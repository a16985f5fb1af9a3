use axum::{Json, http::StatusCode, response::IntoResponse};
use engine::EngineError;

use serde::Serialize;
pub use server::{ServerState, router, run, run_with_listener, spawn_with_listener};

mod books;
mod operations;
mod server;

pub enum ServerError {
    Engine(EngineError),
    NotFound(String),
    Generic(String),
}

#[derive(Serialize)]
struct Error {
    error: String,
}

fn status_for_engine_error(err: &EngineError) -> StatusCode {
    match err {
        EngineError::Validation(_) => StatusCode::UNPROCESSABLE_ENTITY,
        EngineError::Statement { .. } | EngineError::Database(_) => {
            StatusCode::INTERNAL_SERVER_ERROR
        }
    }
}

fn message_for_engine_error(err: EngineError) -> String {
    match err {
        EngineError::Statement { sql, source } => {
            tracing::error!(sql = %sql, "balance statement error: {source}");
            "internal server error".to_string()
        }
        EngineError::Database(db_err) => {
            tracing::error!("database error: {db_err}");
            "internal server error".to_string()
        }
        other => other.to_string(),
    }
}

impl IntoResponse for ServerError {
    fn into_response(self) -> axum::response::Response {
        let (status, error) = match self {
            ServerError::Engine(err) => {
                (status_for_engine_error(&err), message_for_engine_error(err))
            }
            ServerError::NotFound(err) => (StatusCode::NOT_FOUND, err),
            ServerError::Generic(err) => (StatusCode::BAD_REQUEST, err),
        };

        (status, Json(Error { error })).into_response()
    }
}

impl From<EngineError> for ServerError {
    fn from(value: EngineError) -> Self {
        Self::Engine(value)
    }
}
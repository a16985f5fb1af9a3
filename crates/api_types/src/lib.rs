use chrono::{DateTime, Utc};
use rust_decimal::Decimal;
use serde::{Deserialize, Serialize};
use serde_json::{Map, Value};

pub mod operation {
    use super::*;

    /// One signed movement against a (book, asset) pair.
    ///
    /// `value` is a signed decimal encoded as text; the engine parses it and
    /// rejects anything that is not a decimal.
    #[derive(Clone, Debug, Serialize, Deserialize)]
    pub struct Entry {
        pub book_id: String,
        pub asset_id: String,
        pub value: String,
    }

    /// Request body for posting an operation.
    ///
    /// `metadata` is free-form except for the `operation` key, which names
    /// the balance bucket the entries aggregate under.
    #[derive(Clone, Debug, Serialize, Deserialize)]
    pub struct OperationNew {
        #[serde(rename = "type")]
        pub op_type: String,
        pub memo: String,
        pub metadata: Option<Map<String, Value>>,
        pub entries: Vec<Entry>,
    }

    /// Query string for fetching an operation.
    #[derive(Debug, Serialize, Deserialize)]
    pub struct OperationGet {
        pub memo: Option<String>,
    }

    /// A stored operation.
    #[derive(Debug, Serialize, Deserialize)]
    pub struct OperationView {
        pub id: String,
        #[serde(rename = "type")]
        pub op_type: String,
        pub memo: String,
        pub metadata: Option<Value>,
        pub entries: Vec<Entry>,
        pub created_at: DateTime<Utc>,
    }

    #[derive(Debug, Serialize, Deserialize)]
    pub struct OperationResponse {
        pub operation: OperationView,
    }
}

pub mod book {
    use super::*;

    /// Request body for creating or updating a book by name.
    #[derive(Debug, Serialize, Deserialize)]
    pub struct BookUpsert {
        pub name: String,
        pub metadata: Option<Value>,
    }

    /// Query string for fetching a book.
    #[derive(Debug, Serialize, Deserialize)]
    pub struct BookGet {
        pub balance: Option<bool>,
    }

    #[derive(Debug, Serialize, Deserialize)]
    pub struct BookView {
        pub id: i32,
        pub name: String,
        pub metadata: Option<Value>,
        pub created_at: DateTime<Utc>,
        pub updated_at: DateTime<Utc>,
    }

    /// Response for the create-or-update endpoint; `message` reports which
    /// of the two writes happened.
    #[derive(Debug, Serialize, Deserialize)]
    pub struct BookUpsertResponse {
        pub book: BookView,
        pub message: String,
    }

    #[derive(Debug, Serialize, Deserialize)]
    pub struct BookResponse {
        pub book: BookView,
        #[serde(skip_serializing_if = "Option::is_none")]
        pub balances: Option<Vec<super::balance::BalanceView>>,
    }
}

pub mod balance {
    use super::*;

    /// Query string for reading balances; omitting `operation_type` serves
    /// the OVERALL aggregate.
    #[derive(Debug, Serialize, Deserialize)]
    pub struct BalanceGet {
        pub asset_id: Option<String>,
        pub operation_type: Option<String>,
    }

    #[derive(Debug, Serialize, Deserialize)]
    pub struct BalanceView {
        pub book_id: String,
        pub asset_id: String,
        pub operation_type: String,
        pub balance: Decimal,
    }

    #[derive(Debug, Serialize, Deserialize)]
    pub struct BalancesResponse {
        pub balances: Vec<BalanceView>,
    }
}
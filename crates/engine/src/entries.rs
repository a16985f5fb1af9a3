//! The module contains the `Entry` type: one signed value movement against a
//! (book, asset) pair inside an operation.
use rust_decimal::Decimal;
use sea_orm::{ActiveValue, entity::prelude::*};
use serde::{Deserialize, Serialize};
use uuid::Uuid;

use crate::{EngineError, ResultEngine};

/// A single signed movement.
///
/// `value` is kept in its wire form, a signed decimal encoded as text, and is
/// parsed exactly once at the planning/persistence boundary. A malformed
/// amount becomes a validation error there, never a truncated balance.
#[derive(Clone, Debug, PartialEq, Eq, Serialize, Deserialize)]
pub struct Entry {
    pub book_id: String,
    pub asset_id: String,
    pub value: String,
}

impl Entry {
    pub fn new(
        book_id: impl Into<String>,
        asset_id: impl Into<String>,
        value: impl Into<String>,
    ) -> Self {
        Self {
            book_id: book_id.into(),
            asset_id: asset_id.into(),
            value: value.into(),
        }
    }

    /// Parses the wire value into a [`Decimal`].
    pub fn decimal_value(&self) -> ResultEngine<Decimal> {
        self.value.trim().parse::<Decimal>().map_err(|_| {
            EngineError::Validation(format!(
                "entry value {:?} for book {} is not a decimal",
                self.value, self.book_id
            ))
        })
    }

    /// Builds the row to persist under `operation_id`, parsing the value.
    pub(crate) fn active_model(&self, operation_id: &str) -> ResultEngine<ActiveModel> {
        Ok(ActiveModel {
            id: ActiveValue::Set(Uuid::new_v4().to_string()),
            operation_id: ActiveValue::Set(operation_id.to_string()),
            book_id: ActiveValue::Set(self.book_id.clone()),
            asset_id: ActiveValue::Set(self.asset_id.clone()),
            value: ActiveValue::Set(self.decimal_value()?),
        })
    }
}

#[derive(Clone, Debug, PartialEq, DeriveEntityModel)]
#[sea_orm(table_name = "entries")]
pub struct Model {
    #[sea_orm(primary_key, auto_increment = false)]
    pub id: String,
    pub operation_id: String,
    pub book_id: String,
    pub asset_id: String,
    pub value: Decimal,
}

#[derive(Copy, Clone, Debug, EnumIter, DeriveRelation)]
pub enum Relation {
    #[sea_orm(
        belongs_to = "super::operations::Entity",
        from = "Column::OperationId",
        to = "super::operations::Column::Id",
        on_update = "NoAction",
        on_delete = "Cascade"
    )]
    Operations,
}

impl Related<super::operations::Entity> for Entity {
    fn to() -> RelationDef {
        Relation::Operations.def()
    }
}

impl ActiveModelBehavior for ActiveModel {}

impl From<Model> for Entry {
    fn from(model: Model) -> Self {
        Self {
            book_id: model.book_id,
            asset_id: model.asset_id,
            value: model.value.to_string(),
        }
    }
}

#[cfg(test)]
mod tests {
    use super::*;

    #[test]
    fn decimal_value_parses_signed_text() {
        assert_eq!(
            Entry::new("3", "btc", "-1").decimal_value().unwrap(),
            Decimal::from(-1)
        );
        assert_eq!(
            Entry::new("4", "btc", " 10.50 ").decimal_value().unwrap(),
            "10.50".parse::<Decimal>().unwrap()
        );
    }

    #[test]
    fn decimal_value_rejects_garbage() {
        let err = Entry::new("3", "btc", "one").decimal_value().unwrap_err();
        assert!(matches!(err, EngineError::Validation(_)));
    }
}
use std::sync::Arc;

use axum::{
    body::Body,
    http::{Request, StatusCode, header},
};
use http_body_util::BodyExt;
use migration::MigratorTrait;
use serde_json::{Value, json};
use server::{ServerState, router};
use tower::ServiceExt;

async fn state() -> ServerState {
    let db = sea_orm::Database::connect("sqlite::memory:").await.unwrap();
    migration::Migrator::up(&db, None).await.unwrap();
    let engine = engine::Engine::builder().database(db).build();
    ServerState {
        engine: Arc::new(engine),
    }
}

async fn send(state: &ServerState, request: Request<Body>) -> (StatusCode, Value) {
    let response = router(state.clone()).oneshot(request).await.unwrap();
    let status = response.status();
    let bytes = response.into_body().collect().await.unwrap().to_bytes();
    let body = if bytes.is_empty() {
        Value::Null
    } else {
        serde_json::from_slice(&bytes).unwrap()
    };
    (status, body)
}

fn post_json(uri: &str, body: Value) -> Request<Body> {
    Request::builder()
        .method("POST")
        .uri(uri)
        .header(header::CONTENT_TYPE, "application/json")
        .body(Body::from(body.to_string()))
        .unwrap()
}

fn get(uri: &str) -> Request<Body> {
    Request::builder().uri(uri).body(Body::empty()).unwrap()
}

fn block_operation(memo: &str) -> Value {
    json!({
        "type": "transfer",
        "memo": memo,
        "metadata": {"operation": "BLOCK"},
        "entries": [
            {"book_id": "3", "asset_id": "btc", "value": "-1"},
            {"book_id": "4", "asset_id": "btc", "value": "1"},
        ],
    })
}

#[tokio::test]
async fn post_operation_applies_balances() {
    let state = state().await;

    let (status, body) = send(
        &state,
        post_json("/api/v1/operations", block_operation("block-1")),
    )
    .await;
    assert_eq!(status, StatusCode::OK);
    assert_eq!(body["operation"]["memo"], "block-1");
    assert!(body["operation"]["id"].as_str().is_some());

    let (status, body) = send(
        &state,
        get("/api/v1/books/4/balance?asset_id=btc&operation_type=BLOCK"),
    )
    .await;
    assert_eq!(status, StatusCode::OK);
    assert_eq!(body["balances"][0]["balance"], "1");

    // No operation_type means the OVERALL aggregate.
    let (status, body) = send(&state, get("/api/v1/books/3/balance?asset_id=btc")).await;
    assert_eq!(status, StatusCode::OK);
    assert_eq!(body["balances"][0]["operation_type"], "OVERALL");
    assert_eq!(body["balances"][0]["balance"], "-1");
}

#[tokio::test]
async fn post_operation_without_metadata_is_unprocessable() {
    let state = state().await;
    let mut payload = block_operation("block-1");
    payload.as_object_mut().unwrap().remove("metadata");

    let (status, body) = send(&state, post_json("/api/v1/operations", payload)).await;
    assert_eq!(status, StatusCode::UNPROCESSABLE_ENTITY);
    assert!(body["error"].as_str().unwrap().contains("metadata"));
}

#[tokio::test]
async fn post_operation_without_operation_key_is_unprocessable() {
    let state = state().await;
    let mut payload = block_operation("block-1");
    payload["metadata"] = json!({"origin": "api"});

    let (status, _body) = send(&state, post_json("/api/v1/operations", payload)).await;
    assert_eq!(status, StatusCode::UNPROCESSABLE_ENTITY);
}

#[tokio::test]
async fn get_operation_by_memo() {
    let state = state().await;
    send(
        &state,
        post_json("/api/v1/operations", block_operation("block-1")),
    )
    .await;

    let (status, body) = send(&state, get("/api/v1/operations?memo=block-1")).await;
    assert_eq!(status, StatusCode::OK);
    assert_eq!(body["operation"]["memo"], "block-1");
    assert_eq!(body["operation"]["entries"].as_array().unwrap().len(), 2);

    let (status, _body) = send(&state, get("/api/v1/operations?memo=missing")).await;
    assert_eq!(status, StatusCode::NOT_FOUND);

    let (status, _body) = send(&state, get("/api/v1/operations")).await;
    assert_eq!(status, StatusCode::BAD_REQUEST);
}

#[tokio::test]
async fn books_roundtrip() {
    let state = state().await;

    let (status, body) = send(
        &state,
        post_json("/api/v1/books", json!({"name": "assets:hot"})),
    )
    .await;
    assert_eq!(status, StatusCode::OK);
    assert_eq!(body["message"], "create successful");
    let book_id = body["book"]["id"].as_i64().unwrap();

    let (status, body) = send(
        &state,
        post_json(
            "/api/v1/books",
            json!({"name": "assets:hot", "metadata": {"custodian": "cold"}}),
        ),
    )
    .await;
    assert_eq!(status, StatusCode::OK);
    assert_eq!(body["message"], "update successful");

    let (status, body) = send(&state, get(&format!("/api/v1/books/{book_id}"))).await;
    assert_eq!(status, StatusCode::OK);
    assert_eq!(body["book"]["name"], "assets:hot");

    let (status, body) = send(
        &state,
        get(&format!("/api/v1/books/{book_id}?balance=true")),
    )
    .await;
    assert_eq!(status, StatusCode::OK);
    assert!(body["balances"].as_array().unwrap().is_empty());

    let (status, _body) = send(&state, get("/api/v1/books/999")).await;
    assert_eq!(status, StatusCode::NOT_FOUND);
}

══════════

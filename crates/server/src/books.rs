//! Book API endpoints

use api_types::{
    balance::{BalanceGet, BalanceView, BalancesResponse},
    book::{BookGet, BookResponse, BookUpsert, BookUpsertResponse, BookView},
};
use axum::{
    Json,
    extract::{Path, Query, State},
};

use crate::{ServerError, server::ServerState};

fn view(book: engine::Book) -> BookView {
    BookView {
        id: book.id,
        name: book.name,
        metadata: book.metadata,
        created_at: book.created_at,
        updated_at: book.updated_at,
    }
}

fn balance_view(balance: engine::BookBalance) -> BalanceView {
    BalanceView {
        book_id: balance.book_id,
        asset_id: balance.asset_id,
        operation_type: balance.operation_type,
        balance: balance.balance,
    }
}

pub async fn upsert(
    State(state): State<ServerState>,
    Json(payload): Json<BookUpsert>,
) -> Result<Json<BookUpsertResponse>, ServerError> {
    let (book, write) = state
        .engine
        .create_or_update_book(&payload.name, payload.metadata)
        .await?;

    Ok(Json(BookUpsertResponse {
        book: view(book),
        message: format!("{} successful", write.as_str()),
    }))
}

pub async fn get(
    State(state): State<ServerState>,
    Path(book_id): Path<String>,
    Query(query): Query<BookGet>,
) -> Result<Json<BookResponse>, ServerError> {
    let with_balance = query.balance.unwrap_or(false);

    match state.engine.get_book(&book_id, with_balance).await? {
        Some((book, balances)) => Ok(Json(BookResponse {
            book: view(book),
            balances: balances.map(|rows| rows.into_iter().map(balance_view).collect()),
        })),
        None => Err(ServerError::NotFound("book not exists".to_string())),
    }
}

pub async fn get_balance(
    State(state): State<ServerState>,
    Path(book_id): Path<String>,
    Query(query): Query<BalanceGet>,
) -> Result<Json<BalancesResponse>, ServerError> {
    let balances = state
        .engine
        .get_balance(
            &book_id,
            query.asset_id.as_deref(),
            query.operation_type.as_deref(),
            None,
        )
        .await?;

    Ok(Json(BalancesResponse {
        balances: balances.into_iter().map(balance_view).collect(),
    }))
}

══════════

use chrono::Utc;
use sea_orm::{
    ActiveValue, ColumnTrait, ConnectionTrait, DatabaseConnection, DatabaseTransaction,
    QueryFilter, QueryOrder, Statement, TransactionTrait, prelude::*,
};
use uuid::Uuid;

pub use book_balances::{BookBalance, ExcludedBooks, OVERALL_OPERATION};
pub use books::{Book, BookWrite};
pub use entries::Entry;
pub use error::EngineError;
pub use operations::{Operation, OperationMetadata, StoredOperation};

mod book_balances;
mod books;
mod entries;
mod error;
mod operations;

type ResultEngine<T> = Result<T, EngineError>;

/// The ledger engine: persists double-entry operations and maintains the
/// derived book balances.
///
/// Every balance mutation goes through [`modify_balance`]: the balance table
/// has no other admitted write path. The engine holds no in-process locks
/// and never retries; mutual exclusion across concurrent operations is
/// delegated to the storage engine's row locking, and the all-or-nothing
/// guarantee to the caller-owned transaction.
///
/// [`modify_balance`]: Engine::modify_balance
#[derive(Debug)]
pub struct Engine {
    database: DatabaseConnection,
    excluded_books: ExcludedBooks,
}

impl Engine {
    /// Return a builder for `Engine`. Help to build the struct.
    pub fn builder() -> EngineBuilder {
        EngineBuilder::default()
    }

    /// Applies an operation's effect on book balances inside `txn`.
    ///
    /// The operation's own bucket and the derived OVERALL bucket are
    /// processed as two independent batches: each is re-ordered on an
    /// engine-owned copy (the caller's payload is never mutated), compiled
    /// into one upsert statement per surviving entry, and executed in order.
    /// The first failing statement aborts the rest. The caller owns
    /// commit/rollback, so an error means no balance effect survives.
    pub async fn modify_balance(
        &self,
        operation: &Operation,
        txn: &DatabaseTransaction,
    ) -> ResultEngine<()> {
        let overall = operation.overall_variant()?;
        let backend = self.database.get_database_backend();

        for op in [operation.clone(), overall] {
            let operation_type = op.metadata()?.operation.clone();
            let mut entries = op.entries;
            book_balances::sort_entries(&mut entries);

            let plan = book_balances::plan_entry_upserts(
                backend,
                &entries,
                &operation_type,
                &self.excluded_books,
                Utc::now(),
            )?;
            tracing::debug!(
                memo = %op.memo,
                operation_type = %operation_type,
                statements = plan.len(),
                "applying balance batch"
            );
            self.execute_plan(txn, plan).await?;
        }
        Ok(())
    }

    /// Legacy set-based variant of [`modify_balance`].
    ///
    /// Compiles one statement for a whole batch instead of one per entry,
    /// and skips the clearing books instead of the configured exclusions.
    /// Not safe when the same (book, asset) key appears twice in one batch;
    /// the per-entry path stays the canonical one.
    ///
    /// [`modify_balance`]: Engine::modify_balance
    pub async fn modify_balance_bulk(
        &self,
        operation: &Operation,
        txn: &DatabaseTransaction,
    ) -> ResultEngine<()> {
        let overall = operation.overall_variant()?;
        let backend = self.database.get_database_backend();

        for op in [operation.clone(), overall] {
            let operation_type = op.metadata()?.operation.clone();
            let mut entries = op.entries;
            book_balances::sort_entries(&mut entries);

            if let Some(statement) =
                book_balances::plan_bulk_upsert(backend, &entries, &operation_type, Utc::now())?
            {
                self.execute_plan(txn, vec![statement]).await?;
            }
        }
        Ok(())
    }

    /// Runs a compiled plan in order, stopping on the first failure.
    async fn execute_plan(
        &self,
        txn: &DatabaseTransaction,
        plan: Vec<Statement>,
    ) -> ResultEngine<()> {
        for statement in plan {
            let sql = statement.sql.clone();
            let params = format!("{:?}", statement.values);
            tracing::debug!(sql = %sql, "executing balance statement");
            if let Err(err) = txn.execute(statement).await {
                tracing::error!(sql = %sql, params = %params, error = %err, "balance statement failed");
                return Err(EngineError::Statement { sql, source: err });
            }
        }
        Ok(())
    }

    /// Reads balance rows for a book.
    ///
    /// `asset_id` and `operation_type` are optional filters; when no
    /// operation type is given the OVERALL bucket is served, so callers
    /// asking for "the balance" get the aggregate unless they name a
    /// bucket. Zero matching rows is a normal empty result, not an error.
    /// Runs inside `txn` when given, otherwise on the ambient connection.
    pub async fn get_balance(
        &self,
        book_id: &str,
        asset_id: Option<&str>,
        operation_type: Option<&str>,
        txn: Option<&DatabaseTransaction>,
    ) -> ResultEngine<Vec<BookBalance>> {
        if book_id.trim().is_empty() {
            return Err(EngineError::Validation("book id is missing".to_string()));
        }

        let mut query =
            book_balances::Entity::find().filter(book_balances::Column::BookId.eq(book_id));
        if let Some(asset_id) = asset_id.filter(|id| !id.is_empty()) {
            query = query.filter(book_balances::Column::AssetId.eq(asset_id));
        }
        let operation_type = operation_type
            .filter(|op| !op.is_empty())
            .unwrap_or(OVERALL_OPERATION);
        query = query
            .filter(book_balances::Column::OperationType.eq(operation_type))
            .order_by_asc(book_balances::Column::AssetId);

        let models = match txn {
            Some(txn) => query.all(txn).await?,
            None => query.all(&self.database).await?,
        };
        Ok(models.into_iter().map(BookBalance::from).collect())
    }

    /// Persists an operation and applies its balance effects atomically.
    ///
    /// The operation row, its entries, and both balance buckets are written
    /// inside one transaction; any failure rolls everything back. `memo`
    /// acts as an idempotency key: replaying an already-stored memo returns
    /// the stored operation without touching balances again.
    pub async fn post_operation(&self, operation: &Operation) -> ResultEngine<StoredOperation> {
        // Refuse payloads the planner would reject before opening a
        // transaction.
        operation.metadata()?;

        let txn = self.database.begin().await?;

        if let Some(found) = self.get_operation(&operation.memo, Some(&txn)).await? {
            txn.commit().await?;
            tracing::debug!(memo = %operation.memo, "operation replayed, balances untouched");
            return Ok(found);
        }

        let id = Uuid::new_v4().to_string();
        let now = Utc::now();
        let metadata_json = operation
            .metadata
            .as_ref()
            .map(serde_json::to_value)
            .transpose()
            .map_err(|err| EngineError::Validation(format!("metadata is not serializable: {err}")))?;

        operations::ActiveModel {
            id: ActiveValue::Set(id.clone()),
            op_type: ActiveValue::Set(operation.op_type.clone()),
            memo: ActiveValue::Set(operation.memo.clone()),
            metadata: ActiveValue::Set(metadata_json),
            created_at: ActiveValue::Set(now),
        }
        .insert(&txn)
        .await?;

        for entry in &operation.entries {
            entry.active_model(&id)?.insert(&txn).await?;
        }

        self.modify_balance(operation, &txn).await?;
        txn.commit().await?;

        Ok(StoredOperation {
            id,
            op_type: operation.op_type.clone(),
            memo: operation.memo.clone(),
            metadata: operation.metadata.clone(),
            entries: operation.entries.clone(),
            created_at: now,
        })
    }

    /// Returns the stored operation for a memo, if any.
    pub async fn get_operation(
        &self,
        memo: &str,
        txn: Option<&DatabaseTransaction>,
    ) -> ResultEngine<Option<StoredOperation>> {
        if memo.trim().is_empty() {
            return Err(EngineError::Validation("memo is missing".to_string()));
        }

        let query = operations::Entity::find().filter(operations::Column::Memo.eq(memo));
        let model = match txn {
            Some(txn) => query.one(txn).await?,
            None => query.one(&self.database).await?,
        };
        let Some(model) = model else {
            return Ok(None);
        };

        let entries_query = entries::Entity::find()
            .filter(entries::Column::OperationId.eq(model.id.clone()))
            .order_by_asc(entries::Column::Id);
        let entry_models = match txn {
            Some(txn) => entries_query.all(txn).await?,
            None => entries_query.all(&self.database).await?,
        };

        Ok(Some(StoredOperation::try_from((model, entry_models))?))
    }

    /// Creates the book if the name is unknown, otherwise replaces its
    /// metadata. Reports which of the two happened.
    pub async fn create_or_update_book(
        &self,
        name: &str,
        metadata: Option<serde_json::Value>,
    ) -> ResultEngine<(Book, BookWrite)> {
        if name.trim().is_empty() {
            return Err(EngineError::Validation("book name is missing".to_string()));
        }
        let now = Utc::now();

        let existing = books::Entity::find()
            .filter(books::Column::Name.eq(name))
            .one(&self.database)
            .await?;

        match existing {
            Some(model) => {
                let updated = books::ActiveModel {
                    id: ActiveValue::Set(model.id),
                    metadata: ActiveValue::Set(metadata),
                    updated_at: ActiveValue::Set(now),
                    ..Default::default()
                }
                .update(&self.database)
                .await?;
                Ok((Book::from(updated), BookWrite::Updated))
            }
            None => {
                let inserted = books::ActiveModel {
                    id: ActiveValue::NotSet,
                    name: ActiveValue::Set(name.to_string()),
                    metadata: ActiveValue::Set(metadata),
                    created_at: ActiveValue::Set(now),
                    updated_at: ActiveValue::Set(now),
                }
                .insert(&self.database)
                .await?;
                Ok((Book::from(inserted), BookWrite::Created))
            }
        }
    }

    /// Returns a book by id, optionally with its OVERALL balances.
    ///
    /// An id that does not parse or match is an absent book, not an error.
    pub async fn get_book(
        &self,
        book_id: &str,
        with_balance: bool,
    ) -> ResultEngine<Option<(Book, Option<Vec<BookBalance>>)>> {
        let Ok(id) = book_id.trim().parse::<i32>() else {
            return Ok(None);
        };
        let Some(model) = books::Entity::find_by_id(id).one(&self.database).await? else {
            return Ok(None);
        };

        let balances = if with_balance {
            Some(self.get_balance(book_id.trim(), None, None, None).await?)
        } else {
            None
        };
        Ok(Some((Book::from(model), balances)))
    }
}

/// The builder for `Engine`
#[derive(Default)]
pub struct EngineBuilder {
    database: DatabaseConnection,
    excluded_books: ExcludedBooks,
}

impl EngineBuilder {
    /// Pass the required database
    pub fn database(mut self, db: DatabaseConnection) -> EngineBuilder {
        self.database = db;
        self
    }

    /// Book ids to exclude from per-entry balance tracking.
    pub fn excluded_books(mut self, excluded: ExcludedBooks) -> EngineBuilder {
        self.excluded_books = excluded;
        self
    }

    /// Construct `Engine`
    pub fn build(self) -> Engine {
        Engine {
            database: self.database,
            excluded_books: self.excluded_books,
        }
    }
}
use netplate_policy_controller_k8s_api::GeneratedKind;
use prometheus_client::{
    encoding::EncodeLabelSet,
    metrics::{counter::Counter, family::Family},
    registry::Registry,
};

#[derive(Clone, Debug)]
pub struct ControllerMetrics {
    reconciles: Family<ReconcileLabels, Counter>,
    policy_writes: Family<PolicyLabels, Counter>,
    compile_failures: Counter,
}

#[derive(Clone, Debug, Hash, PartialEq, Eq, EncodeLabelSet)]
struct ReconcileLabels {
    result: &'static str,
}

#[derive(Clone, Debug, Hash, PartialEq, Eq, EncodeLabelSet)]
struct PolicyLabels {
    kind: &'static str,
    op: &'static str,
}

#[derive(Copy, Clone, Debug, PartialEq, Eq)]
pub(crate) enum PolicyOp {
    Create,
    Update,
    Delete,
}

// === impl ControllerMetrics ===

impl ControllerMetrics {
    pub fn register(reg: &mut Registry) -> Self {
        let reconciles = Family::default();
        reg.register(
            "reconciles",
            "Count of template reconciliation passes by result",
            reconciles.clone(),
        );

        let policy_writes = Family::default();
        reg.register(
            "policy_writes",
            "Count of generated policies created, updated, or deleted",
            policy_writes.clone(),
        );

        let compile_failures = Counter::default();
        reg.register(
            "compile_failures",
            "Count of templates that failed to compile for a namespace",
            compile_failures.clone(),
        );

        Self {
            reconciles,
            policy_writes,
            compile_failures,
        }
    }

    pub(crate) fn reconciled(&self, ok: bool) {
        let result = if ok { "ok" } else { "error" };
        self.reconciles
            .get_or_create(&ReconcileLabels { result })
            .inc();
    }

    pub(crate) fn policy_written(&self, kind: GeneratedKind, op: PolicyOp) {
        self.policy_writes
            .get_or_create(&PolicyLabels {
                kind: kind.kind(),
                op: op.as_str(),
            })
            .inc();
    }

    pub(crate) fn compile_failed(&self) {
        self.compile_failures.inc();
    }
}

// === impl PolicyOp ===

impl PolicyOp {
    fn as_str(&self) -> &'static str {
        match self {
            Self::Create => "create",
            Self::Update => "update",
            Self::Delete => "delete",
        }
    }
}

══════════

» Task details: Give the number of lines in this material that include the string "rows", with no other text.

» Completed task: 3